The other thing that drives me crazy in museums is the font size and placement of the placards accompanying each work. I know, the point is to keep them unobtrusive, not to “draw the eye away” from the work itself, but still – there’s a point where aesthetics fail, and that point is the one at which utility is abandoned. Even given the need to keep the size the way it is, and in some cases to use hard-to-read white text on a colored background (usually to match the walls), why o why are they placed so low! I’m tall, but not that tall – why aren’t the placards placed at least at the average person’s eye level, instead of 3 feet from the ground? I know, they provide audio tours, but I want to read at my own pace, not hear at someone else’s.
All that said, the exhibition is wonderful, a mix of both avant-garde and proto-fascist – and in the case of Mussolini’s head, outright fascist – art. There were a couple of pieces that were incredibly disturbing reminders of how art could be “turned to the dark side” to display raw power and instill terror and awe.
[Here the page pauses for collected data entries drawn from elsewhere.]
//! Retry siblings.
//!
//! A failed or incomplete job is never mutated back to life. Instead a
//! fresh sibling node is created with the same name and parameters and an
//! incremented `retry_counter`, so every attempt stays visible in the
//! tree and the counter chain is strictly increasing.

use quern_core::{Node, NodeKind, NodeResult};

use crate::error::{Error, Result};
use crate::store::NodeStore;

/// Maximum retry counter; the attempt carrying this value is final.
pub const MAX_RETRY_COUNTER: u32 = 3;

/// Job names eligible for fail-retry (boot smoke tests).
const BASELINE_PREFIX: &str = "baseline";

/// Returns true if a terminal node should get a retry sibling.
///
/// Kernel builds retry on `fail` and `incomplete` (build infrastructure
/// flakiness dominates genuine breakage on the first attempt); test
/// suites retry on `incomplete`, and baseline boot jobs additionally on
/// `fail` since board flakiness dominates there.
#[must_use]
pub fn wants_retry(node: &Node) -> bool {
    if node.data.retry_counter >= MAX_RETRY_COUNTER {
        return false;
    }
    match node.result {
        Some(NodeResult::Incomplete) => {
            matches!(node.kind, NodeKind::Kbuild | NodeKind::Job)
        }
        Some(NodeResult::Fail) => {
            node.kind == NodeKind::Kbuild || node.name.starts_with(BASELINE_PREFIX)
        }
        _ => false,
    }
}

/// Returns true if the forwarder should suppress this node in favour of
/// a later attempt.
///
/// Filtered nodes are still marked `processed_by_reporting` so they are
/// never revisited; only the final attempt reaches the reporting sink.
#[must_use]
pub fn suppressed_from_reporting(node: &Node) -> bool {
    wants_retry(node)
}

/// Ensures the retry sibling for a terminal node exists, creating it if
/// no later attempt is present yet.
///
/// Both the scheduler (on submission failure) and the forwarder (when
/// filtering a non-final attempt) call this; querying for an existing
/// later attempt first keeps the chain single-writer.
///
/// # Errors
///
/// Propagates store failures.
pub async fn ensure_retry_sibling<S: NodeStore + ?Sized>(
    store: &S,
    failed: &Node,
) -> Result<Option<Node>> {
    let Some(parent_id) = failed.parent.clone() else {
        return Ok(None);
    };
    let siblings = store
        .find(
            &crate::store::NodeFilter::new()
                .parent(parent_id)
                .name(failed.name.clone()),
        )
        .await?;
    if let Some(existing) = siblings
        .into_iter()
        .find(|s| s.data.retry_counter > failed.data.retry_counter)
    {
        return Ok(Some(existing));
    }
    spawn_retry_sibling(store, failed).await
}

/// Creates the retry sibling for a terminal node.
///
/// Returns `None` when the parent has stopped accepting children, which
/// ends the retry chain early.
///
/// # Errors
///
/// Propagates store failures other than the closed-parent rejection.
pub async fn spawn_retry_sibling<S: NodeStore + ?Sized>(
    store: &S,
    failed: &Node,
) -> Result<Option<Node>> {
    let Some(parent_id) = failed.parent.clone() else {
        return Ok(None);
    };
    let Some(parent) = store.get(&parent_id).await? else {
        return Ok(None);
    };

    let mut sibling = Node::child_of(&parent, failed.kind, failed.name.clone());
    sibling.data = failed.data.clone();
    sibling.data.retry_counter = failed.data.retry_counter + 1;
    sibling.data.job_id = None;
    sibling.data.error_code = None;
    sibling.data.error_msg = None;
    sibling.data.processed_by_reporting = false;

    match store.create(sibling).await {
        Ok(created) => {
            tracing::info!(
                node = %created.id,
                name = %created.name,
                retry_counter = created.data.retry_counter,
                "spawned retry sibling"
            );
            Ok(Some(created))
        }
        Err(Error::ParentClosed { parent, state }) => {
            tracing::info!(%parent, %state, "parent closed, ending retry chain");
            Ok(None)
        }
        Err(err) => Err(err),
    }
}

#[cfg(test)]
mod tests {
    use super::*;
    use crate::store::memory::MemoryStore;
    use quern_core::NodeState;

    fn terminal(kind: NodeKind, name: &str, result: NodeResult, counter: u32) -> Node {
        let parent = Node::checkout("mainline", "master", "abc", "url");
        let mut node = Node::child_of(&parent, kind, name);
        node.result = Some(result);
        node.state = NodeState::Done;
        node.data.retry_counter = counter;
        node
    }

    #[test]
    fn incomplete_kbuild_wants_retry() {
        let node = terminal(NodeKind::Kbuild, "kbuild-gcc-12-x86", NodeResult::Incomplete, 0);
        assert!(wants_retry(&node));
    }

    #[test]
    fn failed_kbuild_wants_retry() {
        let node = terminal(NodeKind::Kbuild, "kbuild-gcc-12-x86", NodeResult::Fail, 0);
        assert!(wants_retry(&node));
    }

    #[test]
    fn failed_suite_does_not_retry() {
        let node = terminal(NodeKind::Job, "kselftest-net", NodeResult::Fail, 0);
        assert!(!wants_retry(&node));
    }

    #[test]
    fn failed_baseline_wants_retry() {
        let node = terminal(NodeKind::Job, "baseline-arm64", NodeResult::Fail, 2);
        assert!(wants_retry(&node));
    }

    #[test]
    fn final_attempt_does_not_retry() {
        let node = terminal(
            NodeKind::Job,
            "baseline-arm64",
            NodeResult::Fail,
            MAX_RETRY_COUNTER,
        );
        assert!(!wants_retry(&node));
        assert!(!suppressed_from_reporting(&node));
    }

    #[tokio::test]
    async fn sibling_increments_counter() {
        let store = MemoryStore::new();
        let checkout = store
            .create(Node::checkout("mainline", "master", "abc", "url"))
            .await
            .unwrap();

        let mut failed = Node::child_of(&checkout, NodeKind::Kbuild, "kbuild-gcc-12-x86");
        failed.data.retry_counter = 1;
        failed.data.job_id = Some("lava-4242".to_string());
        let failed = store.create(failed).await.unwrap();

        let sibling = spawn_retry_sibling(&store, &failed).await.unwrap().unwrap();
        assert_eq!(sibling.data.retry_counter, 2);
        assert_eq!(sibling.name, failed.name);
        assert_eq!(sibling.parent, failed.parent);
        assert_eq!(sibling.data.job_id, None);
        assert_ne!(sibling.id, failed.id);
    }

    #[tokio::test]
    async fn ensure_does_not_duplicate_existing_sibling() {
        let store = MemoryStore::new();
        let checkout = store
            .create(Node::checkout("mainline", "master", "abc", "url"))
            .await
            .unwrap();
        let failed = store
            .create(Node::child_of(&checkout, NodeKind::Kbuild, "kbuild-gcc-12-x86"))
            .await
            .unwrap();

        let first = ensure_retry_sibling(&store, &failed).await.unwrap().unwrap();
        let second = ensure_retry_sibling(&store, &failed).await.unwrap().unwrap();
        assert_eq!(first.id, second.id);

        let siblings = store
            .find(
                &crate::store::NodeFilter::new()
                    .parent(checkout.id.clone())
                    .name("kbuild-gcc-12-x86"),
            )
            .await
            .unwrap();
        assert_eq!(siblings.len(), 2);
    }

    #[tokio::test]
    async fn closed_parent_ends_chain() {
        let store = MemoryStore::new();
        let mut checkout = store
            .create(Node::checkout("mainline", "master", "abc", "url"))
            .await
            .unwrap();

        let failed = store
            .create(Node::child_of(&checkout, NodeKind::Kbuild, "kbuild-gcc-12-x86"))
            .await
            .unwrap();

        checkout.transition(NodeState::Available).unwrap();
        store.update(&checkout, None).await.unwrap();
        checkout.transition(NodeState::Closing).unwrap();
        store.update(&checkout, None).await.unwrap();

        let sibling = spawn_retry_sibling(&store, &failed).await.unwrap();
        assert!(sibling.is_none());
    }
}
/// A (tree, branch) pair watched by the trigger.
#[derive(Debug, Clone, Serialize, Deserialize)]
pub struct BuildConfig {
    /// Tree name; must exist in `trees`.
    pub tree: String,
    /// Branch to watch.
    pub branch: String,
    /// Frequency gate overriding the trigger default, e.g. `1d`.
    #[serde(default, skip_serializing_if = "Option::is_none")]
    pub frequency: Option<String>,
}

/// A device platform jobs can target.
#[derive(Debug, Clone, Default, Serialize, Deserialize)]
pub struct PlatformConfig {
    /// CPU architecture of the platform.
    pub arch: String,
    /// Boot method used by lab jobs, e.g. `u-boot`.
    #[serde(default, skip_serializing_if = "Option::is_none")]
    pub boot_method: Option<String>,
    /// Device-tree compatible strings.
    #[serde(default, skip_serializing_if = "Vec::is_empty")]
    pub compatible: Vec<String>,
    /// Additional template parameters.
    #[serde(default, skip_serializing_if = "BTreeMap::is_empty")]
    pub params: BTreeMap<String, String>,
}

/// The kind of execution backend behind a runtime.
#[derive(Debug, Clone, Copy, PartialEq, Eq, Serialize, Deserialize)]
#[serde(rename_all = "snake_case")]
pub enum RuntimeKind {
    /// Local process execution.
    Shell,
    /// Local process inside a named container image.
    Docker,
    /// Container cluster pods.
    Kubernetes,
    /// LAVA lab with asynchronous callbacks.
    Lava,
    /// Lab that pulls work descriptors and posts results back.
    Pull,
}

/// An execution runtime.
#[derive(Debug, Clone, Serialize, Deserialize)]
pub struct RuntimeConfig {
    /// Backend kind.
    pub lab_type: RuntimeKind,
    /// Lab or cluster endpoint, where applicable.
    #[serde(default, skip_serializing_if = "Option::is_none")]
    pub url: Option<String>,
    /// Container image for docker runtimes.
    #[serde(default, skip_serializing_if = "Option::is_none")]
    pub image: Option<String>,
    /// Kubernetes context/namespace selector.
    #[serde(default, skip_serializing_if = "Option::is_none")]
    pub context: Option<String>,
    /// Public description of the callback token embedded in outgoing
    /// jobs. The secret value lives in [`SecretsConfig`].
    #[serde(default, skip_serializing_if = "Option::is_none")]
    pub notify_token: Option<String>,
    /// Maximum concurrent submissions to this runtime.
    #[serde(default = "default_pool_size")]
    pub pool_size: usize,
}

/// A job definition.
#[derive(Debug, Clone, Serialize, Deserialize)]
pub struct JobConfig {
    /// Template name handed to the job renderer.
    pub template: String,
    /// Node kind created for this job.
    pub kind: crate::node::NodeKind,
    /// Container image the job runs in, where applicable.
    #[serde(default, skip_serializing_if = "Option::is_none")]
    pub image: Option<String>,
    /// Template parameters merged with node attributes.
    #[serde(default, skip_serializing_if = "BTreeMap::is_empty")]
    pub params: BTreeMap<String, String>,
    /// Eligibility rules evaluated against the triggering node.
    #[serde(default)]
    pub rules: JobRules,
}

/// Declarative eligibility rules for a job.
///
/// List entries follow the `name`, `name:branch`, `!name` grammar; see the
/// rule evaluator in `quern-pipeline` for the exact semantics.
#[derive(Debug, Clone, Default, PartialEq, Serialize, Deserialize)]
pub struct JobRules {
    /// Allowed/denied tree names.
    #[serde(default, skip_serializing_if = "Vec::is_empty")]
    pub tree: Vec<String>,
    /// Allowed/denied branch names.
    #[serde(default, skip_serializing_if = "Vec::is_empty")]
    pub branch: Vec<String>,
    /// Inclusive minimum kernel version.
    #[serde(default, skip_serializing_if = "Option::is_none")]
    pub min_version: Option<VersionBound>,
    /// Inclusive maximum kernel version.
    #[serde(default, skip_serializing_if = "Option::is_none")]
    pub max_version: Option<VersionBound>,
    /// Allowed/denied architectures.
    #[serde(default, skip_serializing_if = "Vec::is_empty")]
    pub arch: Vec<String>,
    /// Allowed/denied defconfigs.
    #[serde(default, skip_serializing_if = "Vec::is_empty")]
    pub defconfig: Vec<String>,
    /// Allowed/denied config fragments.
    #[serde(default, skip_serializing_if = "Vec::is_empty")]
    pub fragments: Vec<String>,
    /// Minimum spacing between runs for the same (tree, branch),
    /// `[Nd][Nh][Nm]` grammar.
    #[serde(default, skip_serializing_if = "Option::is_none")]
    pub frequency: Option<String>,
}

/// An inclusive kernel version bound.
#[derive(Debug, Clone, Copy, PartialEq, Eq, Serialize, Deserialize)]
pub struct VersionBound {
    /// Major version.
    pub version: u32,
    /// Patchlevel.
    pub patchlevel: u32,
}

/// The shape of node events a scheduler entry reacts to.
///
/// A node event matches when every present field equals the node's value.
#[derive(Debug, Clone, Default, PartialEq, Serialize, Deserialize)]
pub struct EventPattern {
    /// Bus topic, always `node` today.
    #[serde(default = "default_channel")]
    pub channel: String,
    /// Node name to match.
    #[serde(default, skip_serializing_if = "Option::is_none")]
    pub name: Option<String>,
    /// Node kind to match.
    #[serde(default, skip_serializing_if = "Option::is_none")]
    pub kind: Option<crate::node::NodeKind>,
    /// Node state to match.
    #[serde(default, skip_serializing_if = "Option::is_none")]
    pub state: Option<crate::node::NodeState>,
    /// Node result to match.
    #[serde(default, skip_serializing_if = "Option::is_none")]
    pub result: Option<crate::node::NodeResult>,
}

/// One scheduler entry: when an event matching `event` arrives, run `job`
/// on each listed runtime/platform combination.
#[derive(Debug, Clone, Serialize, Deserialize)]
pub struct SchedulerEntry {
    /// Job definition key.
    pub job: String,
    /// Event pattern gating this entry.
    pub event: EventPattern,
    /// Runtime names eligible to run the job.
    #[serde(default, skip_serializing_if = "Vec::is_empty")]
    pub runtimes: Vec<String>,
    /// Platform names to instantiate the job for. Empty means the job is
    /// platform-independent (one instance per event).
    #[serde(default, skip_serializing_if = "Vec::is_empty")]
    pub platforms: Vec<String>,
}

/// Per-runtime secrets and signing keys, loaded from a separate file.
#[derive(Clone, Default, Deserialize)]
pub struct SecretsConfig {
    /// User token signing settings.
    #[serde(default)]
    pub jwt: JwtSecrets,
    /// Per-runtime tokens, keyed by runtime name.
    #[serde(default)]
    pub runtimes: BTreeMap<String, RuntimeSecrets>,
    /// Reporting sink credentials.
    #[serde(default)]
    pub reporting: ReportingSecrets,
}

impl SecretsConfig {
    /// Loads secrets from a TOML file.
    ///
    /// # Errors
    ///
    /// Returns a configuration error if the file cannot be read or parsed.
    pub fn load(path: impl AsRef<Path>) -> Result<Self> {
        let path = path.as_ref();
        let contents = std::fs::read_to_string(path).map_err(|e| {
            Error::configuration_with_source(format!("reading secrets at {}", path.display()), e)
        })?;
        toml::from_str(&contents).map_err(|e| {
            Error::configuration_with_source(format!("parsing secrets at {}", path.display()), e)
        })
    }

    /// Maps a presented callback secret to the runtime it belongs to.
    #[must_use]
    pub fn runtime_for_callback_token(&self, token: &str) -> Option<&str> {
        self.runtimes
            .iter()
            .find(|(_, secrets)| secrets.callback_token.as_deref() == Some(token))
            .map(|(name, _)| name.as_str())
    }
}

impl std::fmt::Debug for SecretsConfig {
    fn fmt(&self, f: &mut std::fmt::Formatter<'_>) -> std::fmt::Result {
        f.debug_struct("SecretsConfig")
            .field("jwt", &self.jwt)
            .field("runtimes", &self.runtimes.keys().collect::<Vec<_>>())
            .field("reporting", &self.reporting)
            .finish()
    }
}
The Continuous Portrait of Mussolini and Il Duce with Milestone have a menacing power in person that no horror film can replicate. The Continuous is like an all-seeing eye, Sauron, Cylon, Panopticon all summoned up at once. (Photo hyperlinks to source.)
And if the designers of Darth Vader’s mask haven’t seen the Milestone, I’d be surprised – even more surprised if Fritz Lang hadn’t when he created the robot for Metropolis. The photo doesn’t do justice to the malevolent power of the real thing.
I loved the placard text about this absurdly oversized bust:
Which noted slyly that since Mussolini himself was only 5 foot or so, the broadness of the shoulders as displayed in the work was all the more untrue to life. And there must have been some irony intended by the curators in the placement of the “all-seeing head” in what looks like a jar.
There was one other mocking note in the exhibition, Heinrich Hoerle’s painting Masks, which captures the essence of the angry right-wing rabble of any age:
But I’ll talk some other time about the painting I loved the most, Barthel Gilles’ Ruhr Battle.